-- Task inputs follows --

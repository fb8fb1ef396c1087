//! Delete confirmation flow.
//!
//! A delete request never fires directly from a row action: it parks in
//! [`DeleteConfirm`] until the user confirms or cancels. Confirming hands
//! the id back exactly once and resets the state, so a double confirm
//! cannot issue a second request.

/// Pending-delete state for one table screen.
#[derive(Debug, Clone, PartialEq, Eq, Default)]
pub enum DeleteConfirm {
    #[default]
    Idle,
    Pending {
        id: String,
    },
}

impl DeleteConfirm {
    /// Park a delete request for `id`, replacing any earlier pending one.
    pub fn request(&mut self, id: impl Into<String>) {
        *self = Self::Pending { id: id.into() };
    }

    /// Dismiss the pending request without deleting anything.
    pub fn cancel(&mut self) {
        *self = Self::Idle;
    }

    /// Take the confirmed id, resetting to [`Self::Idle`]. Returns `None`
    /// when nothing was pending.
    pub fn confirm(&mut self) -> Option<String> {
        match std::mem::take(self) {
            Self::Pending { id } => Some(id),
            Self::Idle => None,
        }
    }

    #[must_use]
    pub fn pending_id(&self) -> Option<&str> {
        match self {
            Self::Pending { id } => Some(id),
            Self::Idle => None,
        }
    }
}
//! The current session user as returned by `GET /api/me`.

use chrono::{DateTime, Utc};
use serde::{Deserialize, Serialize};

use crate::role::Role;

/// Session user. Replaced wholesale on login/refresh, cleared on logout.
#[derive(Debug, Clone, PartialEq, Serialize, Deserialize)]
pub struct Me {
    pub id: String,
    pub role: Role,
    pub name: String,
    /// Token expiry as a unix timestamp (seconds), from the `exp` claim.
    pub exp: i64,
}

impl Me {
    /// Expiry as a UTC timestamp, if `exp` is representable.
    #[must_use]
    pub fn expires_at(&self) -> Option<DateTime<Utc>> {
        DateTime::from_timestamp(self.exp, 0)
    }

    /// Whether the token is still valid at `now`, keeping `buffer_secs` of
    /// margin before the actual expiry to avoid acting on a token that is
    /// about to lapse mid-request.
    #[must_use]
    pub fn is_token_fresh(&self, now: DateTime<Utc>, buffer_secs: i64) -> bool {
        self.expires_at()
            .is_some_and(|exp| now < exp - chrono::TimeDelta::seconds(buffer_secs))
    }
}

-- Task inputs concluded --
-- Task inputs follows --

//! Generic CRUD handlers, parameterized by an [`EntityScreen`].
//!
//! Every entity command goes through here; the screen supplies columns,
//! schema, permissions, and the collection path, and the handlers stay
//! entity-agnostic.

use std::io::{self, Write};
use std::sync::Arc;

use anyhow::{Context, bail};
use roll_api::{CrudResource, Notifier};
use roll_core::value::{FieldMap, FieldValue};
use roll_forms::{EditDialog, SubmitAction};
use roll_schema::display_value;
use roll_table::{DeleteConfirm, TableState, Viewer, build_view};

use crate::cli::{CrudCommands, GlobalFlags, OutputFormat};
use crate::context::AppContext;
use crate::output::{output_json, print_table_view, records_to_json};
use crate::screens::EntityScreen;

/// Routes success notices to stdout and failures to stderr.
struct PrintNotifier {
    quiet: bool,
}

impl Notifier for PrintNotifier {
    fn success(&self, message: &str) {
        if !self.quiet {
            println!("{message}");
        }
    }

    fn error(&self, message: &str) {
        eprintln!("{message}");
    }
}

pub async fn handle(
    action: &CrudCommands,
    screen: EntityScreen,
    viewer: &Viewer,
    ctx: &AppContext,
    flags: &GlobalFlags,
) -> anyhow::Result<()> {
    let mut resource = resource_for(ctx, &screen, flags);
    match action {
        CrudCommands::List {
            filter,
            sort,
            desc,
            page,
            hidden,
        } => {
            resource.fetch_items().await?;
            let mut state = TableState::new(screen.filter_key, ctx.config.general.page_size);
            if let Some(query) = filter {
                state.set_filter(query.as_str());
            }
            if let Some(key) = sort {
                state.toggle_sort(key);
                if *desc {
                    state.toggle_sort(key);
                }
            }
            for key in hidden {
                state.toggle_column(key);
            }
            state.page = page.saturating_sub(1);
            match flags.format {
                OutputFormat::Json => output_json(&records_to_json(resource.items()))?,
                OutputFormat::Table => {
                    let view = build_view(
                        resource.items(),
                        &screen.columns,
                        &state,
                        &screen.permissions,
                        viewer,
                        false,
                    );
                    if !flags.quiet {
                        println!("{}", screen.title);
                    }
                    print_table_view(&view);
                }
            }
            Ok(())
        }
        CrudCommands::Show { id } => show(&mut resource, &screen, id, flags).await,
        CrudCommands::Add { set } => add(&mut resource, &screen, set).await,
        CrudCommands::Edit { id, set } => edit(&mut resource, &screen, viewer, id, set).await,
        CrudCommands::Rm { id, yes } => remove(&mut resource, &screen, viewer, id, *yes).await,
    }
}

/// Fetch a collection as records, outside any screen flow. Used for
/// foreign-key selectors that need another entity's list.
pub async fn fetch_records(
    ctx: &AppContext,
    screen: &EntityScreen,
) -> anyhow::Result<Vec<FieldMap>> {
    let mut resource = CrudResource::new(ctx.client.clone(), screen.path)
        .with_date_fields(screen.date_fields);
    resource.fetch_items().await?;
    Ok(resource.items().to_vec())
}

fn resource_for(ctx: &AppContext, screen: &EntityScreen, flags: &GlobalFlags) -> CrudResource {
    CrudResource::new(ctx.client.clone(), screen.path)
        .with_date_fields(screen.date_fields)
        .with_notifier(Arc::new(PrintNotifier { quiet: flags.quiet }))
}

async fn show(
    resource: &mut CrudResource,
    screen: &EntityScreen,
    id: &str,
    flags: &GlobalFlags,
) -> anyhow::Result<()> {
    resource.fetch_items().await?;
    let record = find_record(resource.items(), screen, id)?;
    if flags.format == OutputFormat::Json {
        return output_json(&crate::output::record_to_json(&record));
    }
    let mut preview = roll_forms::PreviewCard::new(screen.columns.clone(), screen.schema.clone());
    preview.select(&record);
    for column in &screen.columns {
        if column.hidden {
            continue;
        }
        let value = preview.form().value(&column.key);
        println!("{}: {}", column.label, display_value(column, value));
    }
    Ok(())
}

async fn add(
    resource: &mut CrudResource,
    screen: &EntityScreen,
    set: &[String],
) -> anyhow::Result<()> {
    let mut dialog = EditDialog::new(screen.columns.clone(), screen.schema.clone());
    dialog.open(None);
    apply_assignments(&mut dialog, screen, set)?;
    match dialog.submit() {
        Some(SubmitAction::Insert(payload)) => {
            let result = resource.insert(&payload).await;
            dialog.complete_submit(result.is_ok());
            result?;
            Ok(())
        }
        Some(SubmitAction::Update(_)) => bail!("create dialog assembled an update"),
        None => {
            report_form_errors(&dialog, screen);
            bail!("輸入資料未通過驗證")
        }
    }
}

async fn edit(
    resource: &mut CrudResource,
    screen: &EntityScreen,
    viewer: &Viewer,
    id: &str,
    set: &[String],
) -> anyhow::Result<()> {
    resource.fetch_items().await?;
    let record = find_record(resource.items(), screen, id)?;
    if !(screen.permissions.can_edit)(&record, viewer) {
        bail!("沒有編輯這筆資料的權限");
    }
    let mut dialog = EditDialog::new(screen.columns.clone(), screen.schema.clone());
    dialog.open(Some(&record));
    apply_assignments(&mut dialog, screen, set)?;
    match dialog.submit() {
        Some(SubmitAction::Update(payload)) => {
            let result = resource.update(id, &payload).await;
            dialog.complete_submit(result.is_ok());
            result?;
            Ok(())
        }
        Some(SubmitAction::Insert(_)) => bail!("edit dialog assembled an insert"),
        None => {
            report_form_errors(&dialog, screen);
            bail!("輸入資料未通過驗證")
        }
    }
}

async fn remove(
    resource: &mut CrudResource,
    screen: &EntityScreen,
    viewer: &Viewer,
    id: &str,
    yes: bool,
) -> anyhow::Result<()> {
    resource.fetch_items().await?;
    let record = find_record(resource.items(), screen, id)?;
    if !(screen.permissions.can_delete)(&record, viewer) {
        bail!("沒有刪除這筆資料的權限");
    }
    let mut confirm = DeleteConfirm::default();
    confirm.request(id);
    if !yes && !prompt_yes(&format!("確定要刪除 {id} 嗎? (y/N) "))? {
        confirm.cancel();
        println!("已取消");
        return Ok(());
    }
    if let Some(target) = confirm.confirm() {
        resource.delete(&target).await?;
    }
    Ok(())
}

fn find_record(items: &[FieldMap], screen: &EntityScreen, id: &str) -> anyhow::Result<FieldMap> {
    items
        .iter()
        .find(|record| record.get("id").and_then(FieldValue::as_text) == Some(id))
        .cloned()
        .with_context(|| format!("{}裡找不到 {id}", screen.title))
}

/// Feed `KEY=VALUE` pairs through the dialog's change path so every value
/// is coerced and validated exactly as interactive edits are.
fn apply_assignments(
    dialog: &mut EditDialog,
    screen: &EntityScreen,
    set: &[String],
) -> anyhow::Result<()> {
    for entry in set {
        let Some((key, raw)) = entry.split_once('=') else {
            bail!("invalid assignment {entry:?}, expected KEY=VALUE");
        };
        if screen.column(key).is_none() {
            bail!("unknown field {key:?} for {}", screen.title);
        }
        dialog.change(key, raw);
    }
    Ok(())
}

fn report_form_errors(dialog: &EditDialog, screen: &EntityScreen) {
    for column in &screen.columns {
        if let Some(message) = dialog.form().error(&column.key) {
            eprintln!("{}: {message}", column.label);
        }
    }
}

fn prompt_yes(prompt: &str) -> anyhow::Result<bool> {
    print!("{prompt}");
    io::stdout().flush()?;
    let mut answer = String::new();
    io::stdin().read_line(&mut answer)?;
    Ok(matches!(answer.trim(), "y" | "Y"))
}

-- Task inputs concluded --
-- Task inputs follows --

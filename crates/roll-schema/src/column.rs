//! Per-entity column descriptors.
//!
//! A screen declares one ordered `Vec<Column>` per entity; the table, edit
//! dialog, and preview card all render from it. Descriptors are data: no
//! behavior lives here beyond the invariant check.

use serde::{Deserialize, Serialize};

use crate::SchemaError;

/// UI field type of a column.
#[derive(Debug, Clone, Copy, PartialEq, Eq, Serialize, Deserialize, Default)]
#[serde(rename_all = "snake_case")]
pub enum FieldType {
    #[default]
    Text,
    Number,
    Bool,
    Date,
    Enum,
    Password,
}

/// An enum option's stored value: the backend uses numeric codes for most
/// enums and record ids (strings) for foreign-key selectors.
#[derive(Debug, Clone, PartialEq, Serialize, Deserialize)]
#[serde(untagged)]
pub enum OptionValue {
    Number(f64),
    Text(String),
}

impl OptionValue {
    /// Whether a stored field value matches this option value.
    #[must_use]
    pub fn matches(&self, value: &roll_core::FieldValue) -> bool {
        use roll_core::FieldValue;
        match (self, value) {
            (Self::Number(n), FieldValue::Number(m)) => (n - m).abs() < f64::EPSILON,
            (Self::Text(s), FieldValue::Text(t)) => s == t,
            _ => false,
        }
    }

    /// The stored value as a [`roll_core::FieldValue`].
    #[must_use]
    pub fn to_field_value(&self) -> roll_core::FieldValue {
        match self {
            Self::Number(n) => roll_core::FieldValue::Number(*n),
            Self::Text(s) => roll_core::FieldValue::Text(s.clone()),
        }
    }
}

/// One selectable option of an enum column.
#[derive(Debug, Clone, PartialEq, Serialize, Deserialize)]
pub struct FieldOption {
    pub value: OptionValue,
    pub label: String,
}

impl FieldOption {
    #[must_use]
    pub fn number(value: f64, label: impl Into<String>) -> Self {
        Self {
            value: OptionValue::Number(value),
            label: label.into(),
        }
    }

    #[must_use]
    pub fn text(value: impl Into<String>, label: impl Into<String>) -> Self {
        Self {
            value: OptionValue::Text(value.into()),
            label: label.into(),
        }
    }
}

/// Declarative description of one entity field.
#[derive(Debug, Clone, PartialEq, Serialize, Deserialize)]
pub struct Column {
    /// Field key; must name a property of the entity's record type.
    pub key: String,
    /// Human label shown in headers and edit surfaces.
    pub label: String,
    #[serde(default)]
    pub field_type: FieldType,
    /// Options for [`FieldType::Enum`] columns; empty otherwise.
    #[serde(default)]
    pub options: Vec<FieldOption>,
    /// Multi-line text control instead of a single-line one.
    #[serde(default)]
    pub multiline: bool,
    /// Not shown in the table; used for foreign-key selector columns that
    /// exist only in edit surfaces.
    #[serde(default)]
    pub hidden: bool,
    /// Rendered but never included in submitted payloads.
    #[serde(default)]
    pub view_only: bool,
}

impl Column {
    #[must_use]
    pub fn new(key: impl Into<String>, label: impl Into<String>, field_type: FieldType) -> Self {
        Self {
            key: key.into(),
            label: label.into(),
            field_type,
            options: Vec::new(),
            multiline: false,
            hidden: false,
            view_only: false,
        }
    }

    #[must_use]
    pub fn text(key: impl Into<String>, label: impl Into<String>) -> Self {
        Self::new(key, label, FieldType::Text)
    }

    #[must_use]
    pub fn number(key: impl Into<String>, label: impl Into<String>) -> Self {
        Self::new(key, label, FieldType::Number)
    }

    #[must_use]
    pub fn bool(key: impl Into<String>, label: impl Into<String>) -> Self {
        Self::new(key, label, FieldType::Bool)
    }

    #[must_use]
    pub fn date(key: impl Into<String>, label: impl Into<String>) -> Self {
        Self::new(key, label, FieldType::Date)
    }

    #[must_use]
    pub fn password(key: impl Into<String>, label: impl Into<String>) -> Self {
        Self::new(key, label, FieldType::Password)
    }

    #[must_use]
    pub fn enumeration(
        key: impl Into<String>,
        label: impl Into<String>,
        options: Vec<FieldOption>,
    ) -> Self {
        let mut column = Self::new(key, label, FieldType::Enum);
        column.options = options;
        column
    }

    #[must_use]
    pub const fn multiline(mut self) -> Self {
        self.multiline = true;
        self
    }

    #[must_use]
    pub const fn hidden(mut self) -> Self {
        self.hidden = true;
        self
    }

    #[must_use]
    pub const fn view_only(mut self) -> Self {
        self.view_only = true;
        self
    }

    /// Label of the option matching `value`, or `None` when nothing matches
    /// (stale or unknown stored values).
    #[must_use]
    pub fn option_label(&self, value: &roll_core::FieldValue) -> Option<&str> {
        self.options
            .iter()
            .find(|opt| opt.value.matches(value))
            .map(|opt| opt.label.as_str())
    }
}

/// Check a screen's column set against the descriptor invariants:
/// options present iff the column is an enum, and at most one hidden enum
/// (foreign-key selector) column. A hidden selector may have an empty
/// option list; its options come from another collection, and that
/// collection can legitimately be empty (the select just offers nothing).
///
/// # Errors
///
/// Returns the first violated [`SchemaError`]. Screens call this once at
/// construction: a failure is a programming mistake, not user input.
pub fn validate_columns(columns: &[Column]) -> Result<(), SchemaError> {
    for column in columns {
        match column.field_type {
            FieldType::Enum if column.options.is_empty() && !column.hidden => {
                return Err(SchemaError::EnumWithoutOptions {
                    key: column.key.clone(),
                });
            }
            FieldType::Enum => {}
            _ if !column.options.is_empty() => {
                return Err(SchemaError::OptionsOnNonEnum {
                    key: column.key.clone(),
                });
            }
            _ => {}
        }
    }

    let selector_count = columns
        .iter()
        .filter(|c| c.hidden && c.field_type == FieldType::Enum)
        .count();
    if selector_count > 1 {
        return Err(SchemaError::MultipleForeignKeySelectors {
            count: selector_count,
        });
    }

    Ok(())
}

-- Task inputs concluded --

#### What the task requires
Go through the listing above and write out exactly the lines starting with the one holding "let result = resource.insert(&payload).await;" and running through the one holding "let mut confirm", ends included, and no others.

#### Your response
            let result = resource.insert(&payload).await;
            dialog.complete_submit(result.is_ok());
            result?;
            Ok(())
        }
        Some(SubmitAction::Update(_)) => bail!("create dialog assembled an update"),
        None => {
            report_form_errors(&dialog, screen);
            bail!("輸入資料未通過驗證")
        }
    }
}

async fn edit(
    resource: &mut CrudResource,
    screen: &EntityScreen,
    viewer: &Viewer,
    id: &str,
    set: &[String],
) -> anyhow::Result<()> {
    resource.fetch_items().await?;
    let record = find_record(resource.items(), screen, id)?;
    if !(screen.permissions.can_edit)(&record, viewer) {
        bail!("沒有編輯這筆資料的權限");
    }
    let mut dialog = EditDialog::new(screen.columns.clone(), screen.schema.clone());
    dialog.open(Some(&record));
    apply_assignments(&mut dialog, screen, set)?;
    match dialog.submit() {
        Some(SubmitAction::Update(payload)) => {
            let result = resource.update(id, &payload).await;
            dialog.complete_submit(result.is_ok());
            result?;
            Ok(())
        }
        Some(SubmitAction::Insert(_)) => bail!("edit dialog assembled an insert"),
        None => {
            report_form_errors(&dialog, screen);
            bail!("輸入資料未通過驗證")
        }
    }
}

async fn remove(
    resource: &mut CrudResource,
    screen: &EntityScreen,
    viewer: &Viewer,
    id: &str,
    yes: bool,
) -> anyhow::Result<()> {
    resource.fetch_items().await?;
    let record = find_record(resource.items(), screen, id)?;
    if !(screen.permissions.can_delete)(&record, viewer) {
        bail!("沒有刪除這筆資料的權限");
    }
    let mut confirm = DeleteConfirm::default();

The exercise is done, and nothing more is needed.